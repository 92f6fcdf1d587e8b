// SPDX-FileCopyrightText: 2026 Bruno Meilick
// SPDX-License-Identifier: LicenseRef-Reliagraph-FreeUse-NoCopy-NoDerivatives
//
// All rights reserved.
//
// This file is part of Reliagraph and is proprietary software.
// Unauthorized copying, modification, or distribution is prohibited.

//! Reliagraph: projects of reliability block diagrams.
//!
//! A [`model::Project`] owns diagrams; a [`model::Diagram`] owns typed nodes (basic component,
//! series, parallel, k-out-of-n) and the directed edges between them. The edge set of every
//! diagram is kept acyclic by checking each new edge with [`graph::check_new_edge`] before it is
//! inserted. Loaded and imported diagrams are not re-checked; [`graph::cycles`] reports them.
//!
//! Persistence goes through [`store::KeyedStore`]: the project list lives under `"projects"` and
//! each project's diagrams under `"diagrams:{projectId}"`. The [`workspace::Workspace`] command
//! surface ties repositories, ops and the JSON document format together.
//!
//! # Limitations
//!
//! Storage has no locking or transactions. Two processes pointed at the same data directory are
//! last-write-wins per key: each write replaces the whole project list or the whole diagram
//! collection of one project.

pub mod cli;
pub mod config;
pub mod error;
pub mod format;
pub mod graph;
pub mod model;
pub mod ops;
pub mod repo;
pub mod store;
pub mod workspace;

pub use error::{Error, Result};
pub use workspace::Workspace;
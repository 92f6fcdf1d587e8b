// SPDX-FileCopyrightText: 2026 Bruno Meilick
// SPDX-License-Identifier: LicenseRef-Reliagraph-FreeUse-NoCopy-NoDerivatives
//
// All rights reserved.
//
// This file is part of Reliagraph and is proprietary software.
// Unauthorized copying, modification, or distribution is prohibited.

use std::borrow::Borrow;
use std::fmt;
use std::marker::PhantomData;
use std::str::FromStr;

use serde::{Deserialize, Deserializer, Serialize, Serializer};
use thiserror::Error;
use uuid::Uuid;

/// A typed identifier for projects, diagrams, nodes and edges.
///
/// Ids are opaque strings. The only structural rule is that they are non-empty; ids read from
/// imported documents are kept verbatim. Freshly created entities get a random v4 UUID token,
/// so two entities created in the same instant never collide.
#[derive(Debug, Clone, PartialEq, Eq, Hash, PartialOrd, Ord)]
pub struct Id<T> {
    value: String,
    _marker: PhantomData<fn() -> T>,
}

impl<T> Id<T> {
    pub fn new(value: impl Into<String>) -> Result<Self, IdError> {
        let value = value.into();
        if value.is_empty() {
            return Err(IdError::Empty);
        }
        Ok(Self {
            value,
            _marker: PhantomData,
        })
    }

    /// Generates a fresh random id.
    pub fn generate() -> Self {
        Self {
            value: Uuid::new_v4().simple().to_string(),
            _marker: PhantomData,
        }
    }

    pub fn as_str(&self) -> &str {
        &self.value
    }

    pub fn into_string(self) -> String {
        self.value
    }
}

impl<T> fmt::Display for Id<T> {
    fn fmt(&self, f: &mut fmt::Formatter<'_>) -> fmt::Result {
        f.write_str(&self.value)
    }
}

impl<T> AsRef<str> for Id<T> {
    fn as_ref(&self) -> &str {
        self.as_str()
    }
}

impl<T> Borrow<str> for Id<T> {
    fn borrow(&self) -> &str {
        self.as_str()
    }
}

impl<T> FromStr for Id<T> {
    type Err = IdError;

    fn from_str(s: &str) -> Result<Self, Self::Err> {
        Self::new(s.to_owned())
    }
}

impl<T> TryFrom<String> for Id<T> {
    type Error = IdError;

    fn try_from(value: String) -> Result<Self, Self::Error> {
        Self::new(value)
    }
}

impl<T> Serialize for Id<T> {
    fn serialize<S: Serializer>(&self, serializer: S) -> Result<S::Ok, S::Error> {
        serializer.serialize_str(&self.value)
    }
}

impl<'de, T> Deserialize<'de> for Id<T> {
    fn deserialize<D: Deserializer<'de>>(deserializer: D) -> Result<Self, D::Error> {
        let value = String::deserialize(deserializer)?;
        Self::new(value).map_err(serde::de::Error::custom)
    }
}

#[derive(Debug, Clone, PartialEq, Eq, Error)]
pub enum IdError {
    #[error("id must not be empty")]
    Empty,
}

#[derive(Debug, Clone, Copy, PartialEq, Eq, Hash, PartialOrd, Ord)]
pub enum ProjectIdTag {}
pub type ProjectId = Id<ProjectIdTag>;

#[derive(Debug, Clone, Copy, PartialEq, Eq, Hash, PartialOrd, Ord)]
pub enum DiagramIdTag {}
pub type DiagramId = Id<DiagramIdTag>;

#[derive(Debug, Clone, Copy, PartialEq, Eq, Hash, PartialOrd, Ord)]
pub enum NodeIdTag {}
pub type NodeId = Id<NodeIdTag>;

#[derive(Debug, Clone, Copy, PartialEq, Eq, Hash, PartialOrd, Ord)]
pub enum EdgeIdTag {}
pub type EdgeId = Id<EdgeIdTag>;

#[cfg(test)]
mod tests {
    use std::collections::BTreeSet;

    use super::{Id, IdError, NodeId};

    #[test]
    fn id_rejects_empty() {
        let result: Result<Id<()>, _> = Id::new("");
        assert_eq!(result, Err(IdError::Empty));
    }

    #[test]
    fn id_keeps_arbitrary_text_verbatim() {
        let id: Id<()> = Id::new("basic-1718000000000").expect("id");
        assert_eq!(id.as_str(), "basic-1718000000000");

        let id: Id<()> = Id::new("a/b c").expect("id");
        assert_eq!(id.to_string(), "a/b c");
    }

    #[test]
    fn generated_ids_do_not_collide_in_a_tight_loop() {
        let ids = (0..1000).map(|_| NodeId::generate()).collect::<BTreeSet<_>>();
        assert_eq!(ids.len(), 1000);
    }

    #[test]
    fn id_deserialization_rejects_empty_string() {
        let result = serde_json::from_str::<NodeId>("\"\"");
        assert!(result.is_err());

        let id = serde_json::from_str::<NodeId>("\"n1\"").expect("node id");
        assert_eq!(id.as_str(), "n1");
        assert_eq!(serde_json::to_string(&id).expect("serialize"), "\"n1\"");
    }
}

§ WORK REQUEST
From the material above, copy each line that includes the word "model".

§ OUTPUT FOR THIS TASK
//! A [`model::Project`] owns diagrams; a [`model::Diagram`] owns typed nodes (basic component,
pub mod model;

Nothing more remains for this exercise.